• _WHAT THE TASK ASKS_
Your response should be a copy of each line in the listing below that includes the word "DateTime".
%%
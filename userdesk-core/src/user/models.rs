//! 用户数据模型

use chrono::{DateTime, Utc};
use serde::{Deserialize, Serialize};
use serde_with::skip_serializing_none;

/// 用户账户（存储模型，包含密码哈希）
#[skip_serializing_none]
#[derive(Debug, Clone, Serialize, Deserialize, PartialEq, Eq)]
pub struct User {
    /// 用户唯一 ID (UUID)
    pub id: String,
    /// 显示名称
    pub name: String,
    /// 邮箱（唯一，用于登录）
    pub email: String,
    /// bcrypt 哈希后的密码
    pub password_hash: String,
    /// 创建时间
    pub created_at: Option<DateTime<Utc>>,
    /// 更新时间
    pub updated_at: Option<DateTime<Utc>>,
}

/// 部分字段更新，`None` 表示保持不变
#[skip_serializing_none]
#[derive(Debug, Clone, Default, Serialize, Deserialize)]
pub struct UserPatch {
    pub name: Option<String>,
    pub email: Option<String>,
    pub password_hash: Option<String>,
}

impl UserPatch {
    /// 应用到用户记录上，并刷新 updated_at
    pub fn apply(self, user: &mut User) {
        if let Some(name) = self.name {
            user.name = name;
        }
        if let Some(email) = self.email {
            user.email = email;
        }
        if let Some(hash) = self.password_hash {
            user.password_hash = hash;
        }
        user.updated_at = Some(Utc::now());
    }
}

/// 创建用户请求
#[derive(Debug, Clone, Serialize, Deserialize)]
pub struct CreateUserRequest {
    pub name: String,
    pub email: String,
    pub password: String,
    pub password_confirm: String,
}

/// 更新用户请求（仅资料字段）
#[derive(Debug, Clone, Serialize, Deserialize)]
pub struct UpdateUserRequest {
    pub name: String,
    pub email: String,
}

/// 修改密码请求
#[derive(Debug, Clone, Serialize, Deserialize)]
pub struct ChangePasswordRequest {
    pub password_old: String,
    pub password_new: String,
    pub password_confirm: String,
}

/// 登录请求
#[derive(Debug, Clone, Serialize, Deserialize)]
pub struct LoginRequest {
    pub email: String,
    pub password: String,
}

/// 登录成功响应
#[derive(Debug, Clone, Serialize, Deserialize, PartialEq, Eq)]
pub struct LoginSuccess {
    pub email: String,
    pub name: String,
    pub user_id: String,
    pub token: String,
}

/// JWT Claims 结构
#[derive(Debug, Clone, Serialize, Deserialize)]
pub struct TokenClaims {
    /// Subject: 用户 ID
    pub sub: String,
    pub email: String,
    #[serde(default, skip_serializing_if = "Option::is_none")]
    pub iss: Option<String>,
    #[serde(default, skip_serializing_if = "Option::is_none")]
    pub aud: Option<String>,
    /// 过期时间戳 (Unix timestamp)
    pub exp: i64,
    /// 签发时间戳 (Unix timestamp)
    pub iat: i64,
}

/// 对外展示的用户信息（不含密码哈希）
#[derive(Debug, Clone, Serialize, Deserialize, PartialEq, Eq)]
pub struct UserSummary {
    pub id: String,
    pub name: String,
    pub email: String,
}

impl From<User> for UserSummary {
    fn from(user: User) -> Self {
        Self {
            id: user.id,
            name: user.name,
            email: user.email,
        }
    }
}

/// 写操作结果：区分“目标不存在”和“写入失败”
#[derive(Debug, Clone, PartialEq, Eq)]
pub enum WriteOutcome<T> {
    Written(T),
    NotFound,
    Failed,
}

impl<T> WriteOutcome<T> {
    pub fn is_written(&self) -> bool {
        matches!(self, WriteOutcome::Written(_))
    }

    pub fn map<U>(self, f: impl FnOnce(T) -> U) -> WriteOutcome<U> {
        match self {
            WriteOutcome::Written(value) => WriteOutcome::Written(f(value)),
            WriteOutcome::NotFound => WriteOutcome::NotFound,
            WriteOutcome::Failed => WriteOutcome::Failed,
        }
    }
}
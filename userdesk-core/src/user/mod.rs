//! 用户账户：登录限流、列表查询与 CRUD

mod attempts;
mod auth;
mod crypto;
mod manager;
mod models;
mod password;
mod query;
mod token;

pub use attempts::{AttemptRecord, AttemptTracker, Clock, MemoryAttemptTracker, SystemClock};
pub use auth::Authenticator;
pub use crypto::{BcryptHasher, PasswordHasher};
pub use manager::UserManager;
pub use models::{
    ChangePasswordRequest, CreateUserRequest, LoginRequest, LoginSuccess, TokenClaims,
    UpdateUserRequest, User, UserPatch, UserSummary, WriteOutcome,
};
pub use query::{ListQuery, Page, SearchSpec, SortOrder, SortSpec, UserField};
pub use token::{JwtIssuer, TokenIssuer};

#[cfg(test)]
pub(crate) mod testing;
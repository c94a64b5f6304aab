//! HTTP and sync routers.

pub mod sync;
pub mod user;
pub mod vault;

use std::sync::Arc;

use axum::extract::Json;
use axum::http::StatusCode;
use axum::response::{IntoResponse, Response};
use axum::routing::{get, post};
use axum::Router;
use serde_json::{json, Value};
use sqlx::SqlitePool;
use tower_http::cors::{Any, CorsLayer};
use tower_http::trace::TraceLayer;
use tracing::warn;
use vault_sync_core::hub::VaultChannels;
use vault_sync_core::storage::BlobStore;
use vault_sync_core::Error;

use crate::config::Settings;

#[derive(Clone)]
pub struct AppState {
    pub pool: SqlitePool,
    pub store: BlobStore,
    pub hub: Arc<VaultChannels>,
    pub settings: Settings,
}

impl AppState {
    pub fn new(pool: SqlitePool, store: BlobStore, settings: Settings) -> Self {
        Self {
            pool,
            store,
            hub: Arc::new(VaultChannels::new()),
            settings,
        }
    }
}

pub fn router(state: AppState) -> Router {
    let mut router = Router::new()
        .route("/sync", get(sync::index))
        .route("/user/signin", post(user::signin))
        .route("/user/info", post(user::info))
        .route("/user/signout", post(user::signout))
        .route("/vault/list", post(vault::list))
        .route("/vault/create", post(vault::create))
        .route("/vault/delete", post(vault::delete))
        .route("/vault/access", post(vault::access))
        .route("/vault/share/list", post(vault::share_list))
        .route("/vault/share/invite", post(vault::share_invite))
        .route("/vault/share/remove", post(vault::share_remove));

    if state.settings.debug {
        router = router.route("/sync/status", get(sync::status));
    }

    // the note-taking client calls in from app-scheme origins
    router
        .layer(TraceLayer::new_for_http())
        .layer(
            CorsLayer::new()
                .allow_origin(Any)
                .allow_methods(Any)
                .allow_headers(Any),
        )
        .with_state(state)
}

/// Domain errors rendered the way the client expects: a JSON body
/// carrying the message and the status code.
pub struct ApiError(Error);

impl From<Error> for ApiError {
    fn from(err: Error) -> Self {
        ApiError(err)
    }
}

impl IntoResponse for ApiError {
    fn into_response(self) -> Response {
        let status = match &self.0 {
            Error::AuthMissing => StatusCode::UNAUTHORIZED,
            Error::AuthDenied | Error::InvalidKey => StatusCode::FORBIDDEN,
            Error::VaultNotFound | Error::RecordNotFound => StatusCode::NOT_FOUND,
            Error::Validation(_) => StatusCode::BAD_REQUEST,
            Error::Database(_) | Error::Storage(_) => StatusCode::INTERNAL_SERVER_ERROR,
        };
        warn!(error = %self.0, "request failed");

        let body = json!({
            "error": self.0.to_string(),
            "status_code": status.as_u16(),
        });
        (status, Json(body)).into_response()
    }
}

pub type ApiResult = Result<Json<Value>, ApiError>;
%%
• _OUTPUT_
use chrono::{DateTime, Utc};
    pub created_at: Option<DateTime<Utc>>,
    pub updated_at: Option<DateTime<Utc>>,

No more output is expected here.